→ **PROBLEM DETAILS**
How many of the lines below contain "transducer"? Reply with only that figure.

Records from a collection
▼

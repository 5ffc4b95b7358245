//! Logging setup (SPEC_FULL.md §11). The donor wires a full OpenTelemetry
//! exporter pipeline behind its tracing subscriber; this proxy has one
//! upstream and no span collector to feed, so it keeps the subscriber half
//! of that setup only — `RUST_LOG`-driven filtering via `tracing-subscriber`.

use std::sync::OnceLock;

use tracing_subscriber::EnvFilter;

static INIT: OnceLock<()> = OnceLock::new();

pub fn init() {
    INIT.get_or_init(|| {
        tracing_subscriber::fmt()
            .with_env_filter(EnvFilter::try_from_default_env().unwrap_or_else(|_| EnvFilter::new("info")))
            .init();
    });
}
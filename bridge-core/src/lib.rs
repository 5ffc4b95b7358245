//! Pure translation core between the Anthropic Messages API and an
//! OpenAI-compatible Chat Completions API. No I/O, no async runtime: every
//! public function here is a plain data transformation, so it can be
//! exercised from a synchronous CLI just as easily as from the gateway's
//! hyper server.

pub mod anthropic;
pub mod error;
pub mod framer;
pub mod openai;
pub mod request_transform;
pub mod response_transform;
pub mod transducer;
pub mod validate;

pub use error::BridgeError;
pub use framer::{Frame, Framer};
pub use request_transform::{request_xform, requires_cache_beta_header};
pub use response_transform::response_xform;
pub use transducer::Transducer;
pub use validate::validate;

▲

→ **YOUR SOLUTION**
2